Matters of the Sea/Cosas del mar (Univ. of Pittsburgh Press) by Richard Blanco, son of Cuban exiles and Barack Obama's inaugural poet, written for the U.S. embassy in Havana's ceremonial reopening, is a bilingual chapbook-length poem.

Like Blanco, United States Poet Laureate Juan Felipe Herrera is the son of immigrants, and his poetry collection Notes on the Assemblage (City Lights) touches on the migrant experience and politics.

Fiction in action: Jed, a gay, black expat "earning a living" in Europe in the 1980s, is the gripping main character in Black Deutschland (FSG), the second novel by award-winning writer Darryl Pinckney.

One of the most celebrated debut novels of the year, What Belongs to You (FSG) by Garth Greenwell, evolving from the author's novella Mitko, is a stunning achievement in the way that it tells the story of a teacher living in Bulgaria who begins an unusual and intimate relationship with a young hustler named Mitko.

Hiding (Bloomsbury), the debut novel by Matthew Griffin, is timely in the way it relates the tale of Wendell and Frank, a gay male couple who have been together since after WWII, and addresses the couple's history in alternating past and present chapters, including the way gay men face every aspect of the aging process.

Alexander Chee's epic second novel The Queen of the Night (Houghton Mifflin Harcourt) takes readers back to the Second French Empire. Lilliet takes the Paris opera by storm while trying to discover the mysterious person threatening to lift the veil on her true identity.

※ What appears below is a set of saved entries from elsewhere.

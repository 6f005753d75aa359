//! ShaderProgram collaborator trait

use glam::{Mat4, Vec2, Vec3, Vec4};

use crate::device::ProgramHandle;

/// A compiled, linked shader program
///
/// Passes activate the program and upload uniforms by name; compilation
/// and uniform location caching are the implementor's concern.
pub trait ShaderProgram {
    /// Make this program current
    fn activate(&self);

    /// The underlying program handle (for draw calls that need it)
    fn program(&self) -> ProgramHandle;

    fn set_bool(&self, name: &str, value: bool);
    fn set_int(&self, name: &str, value: i32);
    fn set_float(&self, name: &str, value: f32);
    fn set_vec2(&self, name: &str, value: Vec2);
    fn set_vec3(&self, name: &str, value: Vec3);
    fn set_vec4(&self, name: &str, value: Vec4);
    fn set_mat4(&self, name: &str, value: Mat4);
}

Winner of two Lambda Literary Awards when it was first published, the expanded 25th anniversary edition of The Gilda Stories (City Lights) by Jewelle Gomez, with a new foreword by the author and an afterword by Alexis Pauline Gumbs, tells the tale of the vampire Gilda, beginning in 1850 Louisiana.

Counternarratives (New Directions), John Keene's well-received collection of novellas and short fiction, features a varied array of pieces spanning in time from the 17th century to the present day, and crossing multiple continents.

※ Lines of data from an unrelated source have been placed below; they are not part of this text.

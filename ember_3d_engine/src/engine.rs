//! Ember3D Engine facade - global logging host
//!
//! The only process-wide state the engine keeps is the logger: every
//! other subsystem (renderer, state manager, framebuffer registry) is
//! owned explicitly by the application and passed where it is needed.
//! The `engine_*!` macros route through this facade so any module can
//! log without carrying a logger reference.

use crate::log::{DefaultLogger, LogEntry, LogSeverity, Logger};
use std::sync::{OnceLock, RwLock};
use std::time::SystemTime;

/// Global logger (initialized lazily with DefaultLogger)
static LOGGER: OnceLock<RwLock<Box<dyn Logger>>> = OnceLock::new();

/// Engine facade hosting the global logger
///
/// # Example
///
/// ```no_run
/// use ember_3d_engine::ember3d::Engine;
/// use ember_3d_engine::ember3d::log::{Logger, LogEntry};
///
/// struct FileLogger;
/// impl Logger for FileLogger {
///     fn log(&self, entry: &LogEntry) {
///         // Write to file...
///     }
/// }
///
/// Engine::set_logger(FileLogger);
/// // ... run the application ...
/// Engine::reset_logger();
/// ```
pub struct Engine;

impl Engine {
    /// Set a custom logger
    ///
    /// Replace the default logger with a custom implementation
    /// (file logger, network logger, test capture, etc.)
    pub fn set_logger<L: Logger + 'static>(logger: L) {
        let logger_lock = LOGGER.get_or_init(|| RwLock::new(Box::new(DefaultLogger)));
        if let Ok(mut lock) = logger_lock.write() {
            *lock = Box::new(logger);
        }
    }

    /// Reset logger to default (DefaultLogger)
    pub fn reset_logger() {
        let logger_lock = LOGGER.get_or_init(|| RwLock::new(Box::new(DefaultLogger)));
        if let Ok(mut lock) = logger_lock.write() {
            *lock = Box::new(DefaultLogger);
        }
    }

    /// Internal logging method (for simple logs without file:line)
    ///
    /// Used by macros like engine_info!, engine_warn!, etc.
    pub fn log(severity: LogSeverity, source: &str, message: String) {
        let logger_lock = LOGGER.get_or_init(|| RwLock::new(Box::new(DefaultLogger)));
        if let Ok(lock) = logger_lock.read() {
            lock.log(&LogEntry {
                severity,
                timestamp: SystemTime::now(),
                source: source.to_string(),
                message,
                file: None,
                line: None,
            });
        }
    }

    /// Internal logging method with file:line information
    ///
    /// Used by the engine_error! and engine_fatal! macros to include
    /// the source location.
    pub fn log_detailed(
        severity: LogSeverity,
        source: &str,
        message: String,
        file: &'static str,
        line: u32,
    ) {
        let logger_lock = LOGGER.get_or_init(|| RwLock::new(Box::new(DefaultLogger)));
        if let Ok(lock) = logger_lock.read() {
            lock.log(&LogEntry {
                severity,
                timestamp: SystemTime::now(),
                source: source.to_string(),
                message,
                file: Some(file),
                line: Some(line),
            });
        }
    }
}

#[cfg(test)]
#[path = "engine_tests.rs"]
mod tests;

Set in a college town in 1979, centering on friends Kyle, Craig and Justin, Dale Boyer's debut novel The Dandelion Cloud (daleboyerworks.com), described by the writer as "a labor of love for a long time," asks and answers a question many have asked at one time or another: "What is the difference between friendship and love?"

The Scarlet Letter (Penguin Classics) by Nathaniel Hawthorne, newly reissued with an insightful foreword by Tom Perrotta, featuring notorious adulteress (see the red A) Hester Prynne, is as timely as ever, given the rise of public shaming.

The whole queer truth: Now in paperback, Bettyville: A Memoir (Penguin), "the last place in America with shag carpet" is where gay writer and book and magazine editor George Hodgman has returned (from Manhattan) for his role as "care inflictor" for his 90-year-old mother, the Betty of the title of this breathtaking memoir about mother/son relationships, identity and so much more.

Based on Lindsay King-Miller's online column on The Hairpin, Ask a Queer Chick: A Guide to Sex, Love, and Life for Girls Who Dig Girls (Plume) promises to "help readers through major life milestones, from coming out to breaking up, from your first really gay haircut to walking down the aisle."

Augusten Burroughs' Lust & Wonder (St. Martin's Press) is the gay Running with Scissors writer's third memoir in which he focuses his distinctive brand of wit on his ongoing addiction and sobriety struggles, as well as the end of his relationship with his ex Dennis and the beginning of his relationship with his husband (and literary agent) Christopher.

In his eighth book The Fate of Gender: Nature, Nurture and the Human Future (Bloomsbury), gay writer Frank Browning, a former science reporter for NPR, takes an in-depth look at "human gender geographies around the world." This book foretells "a wave of gender variance and sexual fluidity just visible on the horizon."